ACL injuries are experienced by all types of athletes and dancers. Injuries typically occur when a dancer lands a jump or performs a sudden movement where the knee is forced side-to-side or unnaturally twisted. With complete ACL tears, dancers will usually hear an audible "pop" sound and notice immediate instability and pain. The dancer may not be able to bear weight on the injured leg.
Without the proper diagnosis and treatment, an ACL injury can place the entire knee joint in danger. Extra wear and tear of the joint, especially damage to the cushioning cartilage in the knee (menisci), can complicate the injury and subsequently the rehabilitation and recovery. A torn ACL most often requires surgical reconstruction. The new ligament is often replaced by using a section of tendon below the kneecap (patellar tendon) or hamstring tendons. Surgery is followed by intensive rehabilitation of the joint and surrounding muscles. Typically, dancers can expect to return to class within 3-4 months after surgery, and begin rehearsals and performances approximately 6-8 months after surgical repair.
" I have been dancing all my life and now have a constant knee pain."
Osteoarthritis involves inflammation and degenerative breakdown of the cartilage lining the ends of the bones within a joint. Healthy cartilage normally protects the joint, allowing for smooth movement and shock absorption. Without the usual amount of cartilage, the bones rub together, causing pain, swelling and stiffness.

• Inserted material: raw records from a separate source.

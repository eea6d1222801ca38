//! Canonical stat keys and the stat-name normalization rule.
//!
//! Augment targets and buff names are typed in by users, frequently with
//! accents and mixed case ("Armadura", "inteligência"). Names are normalized
//! once, at ingestion: lower-case, diacritics stripped, surrounding
//! whitespace removed. The normalized form either resolves to one of the
//! twelve known stat keys or falls through to the named-skill bucket under
//! its original spelling.

use std::fmt;
use std::str::FromStr;

use serde::{Deserialize, Serialize};
use unicode_normalization::UnicodeNormalization;

use crate::error::DomainError;

/// Strip diacritics and case from a user-entered stat or skill name.
///
/// NFD-decomposes the string and drops combining marks, so "Força",
/// "forca" and "  FORÇA " all normalize to "forca".
pub fn normalize_name(name: &str) -> String {
    name.trim()
        .nfd()
        .filter(|c| !is_combining_mark(*c))
        .flat_map(char::to_lowercase)
        .collect()
}

fn is_combining_mark(c: char) -> bool {
    // The combining diacritical marks block covers every accent the
    // sheet vocabulary uses (acute, tilde, circumflex, cedilla decomposes
    // to U+0327 which also lands here).
    ('\u{0300}'..='\u{036f}').contains(&c)
}

/// The twelve stats a fixed or temporary bonus can target directly.
///
/// Serialized under the sheet's own vocabulary so records written by the
/// original cards stay readable.
#[derive(Debug, Clone, Copy, PartialEq, Eq, Hash, PartialOrd, Ord, Serialize, Deserialize)]
pub enum StatKey {
    #[serde(rename = "vida")]
    Life,
    #[serde(rename = "mana")]
    Mana,
    #[serde(rename = "armadura")]
    Armor,
    #[serde(rename = "esquiva")]
    Dodge,
    #[serde(rename = "bloqueio")]
    Block,
    #[serde(rename = "deslocamento")]
    Speed,
    #[serde(rename = "agilidade")]
    Agility,
    #[serde(rename = "carisma")]
    Charisma,
    #[serde(rename = "forca")]
    Strength,
    #[serde(rename = "inteligencia")]
    Intelligence,
    #[serde(rename = "sabedoria")]
    Wisdom,
    #[serde(rename = "vigor")]
    Vigor,
}

impl StatKey {
    pub const ALL: [StatKey; 12] = [
        StatKey::Life,
        StatKey::Mana,
        StatKey::Armor,
        StatKey::Dodge,
        StatKey::Block,
        StatKey::Speed,
        StatKey::Agility,
        StatKey::Charisma,
        StatKey::Strength,
        StatKey::Intelligence,
        StatKey::Wisdom,
        StatKey::Vigor,
    ];

    /// The six primary attributes (the bar-chart row of the sheet).
    pub const PRIMARY: [StatKey; 6] = [
        StatKey::Agility,
        StatKey::Charisma,
        StatKey::Strength,
        StatKey::Intelligence,
        StatKey::Wisdom,
        StatKey::Vigor,
    ];

    /// Canonical (already normalized) name as it appears in records.
    pub fn wire_name(self) -> &'static str {
        match self {
            StatKey::Life => "vida",
            StatKey::Mana => "mana",
            StatKey::Armor => "armadura",
            StatKey::Dodge => "esquiva",
            StatKey::Block => "bloqueio",
            StatKey::Speed => "deslocamento",
            StatKey::Agility => "agilidade",
            StatKey::Charisma => "carisma",
            StatKey::Strength => "forca",
            StatKey::Intelligence => "inteligencia",
            StatKey::Wisdom => "sabedoria",
            StatKey::Vigor => "vigor",
        }
    }

    /// Resolve an already-normalized name. Use [`StatTarget::parse`] for
    /// raw user input.
    fn from_normalized(name: &str) -> Option<Self> {
        StatKey::ALL.into_iter().find(|k| k.wire_name() == name)
    }
}

impl fmt::Display for StatKey {
    fn fmt(&self, f: &mut fmt::Formatter<'_>) -> fmt::Result {
        f.write_str(self.wire_name())
    }
}

impl FromStr for StatKey {
    type Err = DomainError;

    fn from_str(s: &str) -> Result<Self, Self::Err> {
        StatKey::from_normalized(&normalize_name(s))
            .ok_or_else(|| DomainError::validation(format!("unknown stat name: {s}")))
    }
}

/// Where a bonus lands after normalization: one of the known stats, or a
/// named skill bucketed under its original spelling.
#[derive(Debug, Clone, PartialEq, Eq)]
pub enum StatTarget {
    Stat(StatKey),
    Skill(String),
}

impl StatTarget {
    pub fn parse(raw: &str) -> Self {
        match StatKey::from_normalized(&normalize_name(raw)) {
            Some(key) => StatTarget::Stat(key),
            None => StatTarget::Skill(raw.trim().to_string()),
        }
    }

    /// Does this target match `stat`? Skills never match a stat key.
    pub fn is_stat(&self, stat: StatKey) -> bool {
        matches!(self, StatTarget::Stat(k) if *k == stat)
    }
}

/// The two depletable resource pools.
#[derive(Debug, Clone, Copy, PartialEq, Eq, Hash, Serialize, Deserialize)]
pub enum ResourceKind {
    #[serde(rename = "vida")]
    Life,
    #[serde(rename = "mana")]
    Mana,
}

impl ResourceKind {
    pub fn stat_key(self) -> StatKey {
        match self {
            ResourceKind::Life => StatKey::Life,
            ResourceKind::Mana => StatKey::Mana,
        }
    }
}

impl fmt::Display for ResourceKind {
    fn fmt(&self, f: &mut fmt::Formatter<'_>) -> fmt::Result {
        f.write_str(self.stat_key().wire_name())
    }
}
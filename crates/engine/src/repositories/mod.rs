//! Typed repositories over the record store.
//!
//! Each record kind gets a thin typed wrapper around the JSON port: records
//! are serialized whole on save and deserialized whole on read. Listing is
//! lenient - a record that no longer deserializes is skipped with a log
//! instead of failing the listing, in line with the degrade-to-absent error
//! policy of the rest of the core.

use std::marker::PhantomData;
use std::sync::Arc;

use serde::de::DeserializeOwned;
use serde::Serialize;

use cardstock_domain::{Attack, Category, Character, Grimoire, Item, Spell};

use crate::infrastructure::ports::{Partition, RecordStore, StoreError};

/// A record kind with a home partition and a string id.
pub trait StoredRecord: Serialize + DeserializeOwned + Send + Sync {
    const PARTITION: Partition;

    fn id_string(&self) -> String;
}

impl StoredRecord for Character {
    const PARTITION: Partition = Partition::Characters;

    fn id_string(&self) -> String {
        self.id.to_string()
    }
}

impl StoredRecord for Spell {
    const PARTITION: Partition = Partition::Spells;

    fn id_string(&self) -> String {
        self.id.to_string()
    }
}

impl StoredRecord for Item {
    const PARTITION: Partition = Partition::Items;

    fn id_string(&self) -> String {
        self.id.to_string()
    }
}

impl StoredRecord for Attack {
    const PARTITION: Partition = Partition::Attacks;

    fn id_string(&self) -> String {
        self.id.to_string()
    }
}

impl StoredRecord for Category {
    const PARTITION: Partition = Partition::Categories;

    fn id_string(&self) -> String {
        self.id.to_string()
    }
}

impl StoredRecord for Grimoire {
    const PARTITION: Partition = Partition::Grimoires;

    fn id_string(&self) -> String {
        self.id.to_string()
    }
}

/// Typed access to one partition.
pub struct Records<T> {
    store: Arc<dyn RecordStore>,
    _marker: PhantomData<fn() -> T>,
}

impl<T> Clone for Records<T> {
    fn clone(&self) -> Self {
        Self {
            store: Arc::clone(&self.store),
            _marker: PhantomData,
        }
    }
}

impl<T: StoredRecord> Records<T> {
    pub fn new(store: Arc<dyn RecordStore>) -> Self {
        Self {
            store,
            _marker: PhantomData,
        }
    }

    pub async fn get(&self, id: impl ToString) -> Result<Option<T>, StoreError> {
        let value = self.store.get(T::PARTITION, &id.to_string()).await?;
        value
            .map(|v| serde_json::from_value(v).map_err(StoreError::from))
            .transpose()
    }

    /// Insert or replace the whole record.
    pub async fn save(&self, record: &T) -> Result<(), StoreError> {
        let value = serde_json::to_value(record)?;
        self.store.put(T::PARTITION, &record.id_string(), value).await
    }

    pub async fn delete(&self, id: impl ToString) -> Result<(), StoreError> {
        self.store.delete(T::PARTITION, &id.to_string()).await
    }

    pub async fn list(&self) -> Result<Vec<T>, StoreError> {
        let values = self.store.get_all(T::PARTITION).await?;
        let mut records = Vec::with_capacity(values.len());
        for value in values {
            match serde_json::from_value(value) {
                Ok(record) => records.push(record),
                Err(err) => {
                    tracing::warn!(
                        partition = T::PARTITION.name(),
                        error = %err,
                        "skipping unreadable record"
                    );
                }
            }
        }
        Ok(records)
    }

    pub async fn clear(&self) -> Result<(), StoreError> {
        self.store.clear(T::PARTITION).await
    }
}

pub type CharacterRecords = Records<Character>;
pub type SpellRecords = Records<Spell>;
pub type ItemRecords = Records<Item>;
pub type AttackRecords = Records<Attack>;
pub type CategoryRecords = Records<Category>;
pub type GrimoireRecords = Records<Grimoire>;

impl CharacterRecords {
    /// The single character currently marked in play, if any.
    pub async fn find_in_play(&self) -> Result<Option<Character>, StoreError> {
        Ok(self.list().await?.into_iter().find(|c| c.in_play))
    }
}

The most common causes of osteoarthritis are previous injuries, joint overuse and aging. It is also suspected that there is a genetic component to the disease. Dancers may have little or no complaints of knee pain until the disease has progressed significantly. With significant arthritis, dancers will start to notice pain with many activities, including walking, ascending stairs, and even at rest.
A physician can confirm a diagnosis of osteoarthritis with an X-ray. Osteoarthritis is a degenerative condition and there is presently no cure. The dancer should maintain existing flexibility in the knee joint to help prevent injuries caused by friction. A physician may recommend anti-inflammatory medication to assist with pain relief. A consult with a physical therapist or athletic trainer is also helpful to determine if strength deficits or imbalances exist and help to correct them. Severe conditions may require total knee replacement surgery once pain becomes no longer tolerable.
- Strengthening the knee and hip muscles are critical to preventing overuse injuries. Strong, balanced muscles will help take strain away from the knee.
- Stretching the knee and hip muscles are equally important in preventing overuse injuries. Stretching the quadriceps, hamstring, and hip muscles will help to make your muscles long and lean, and will reduce pull on the different knee structures.
- Give your body time to rest and heal itself, otherwise damage can build up and cause chronic pain conditions.
- Listen to your body! If it hurts after class, rehearsal or performance, the chances are you’ve irritated something by over-use. Ease off it, and give it time to heal, otherwise you may end up with an ‘–itis’ type overuse injury.
- Fatigue sets in at the end of a long day of class and rehearsal. Continued strengthening of the knee and hip muscles is of the utmost importance to prevent injury when the body gets tired.
- Use proper technique. Alignment in a plié should always be maintained such that the knee goes directly over the second toe. When the knee falls inside the second toe, it can put increased stress on structures in the ankle, knee, and hip.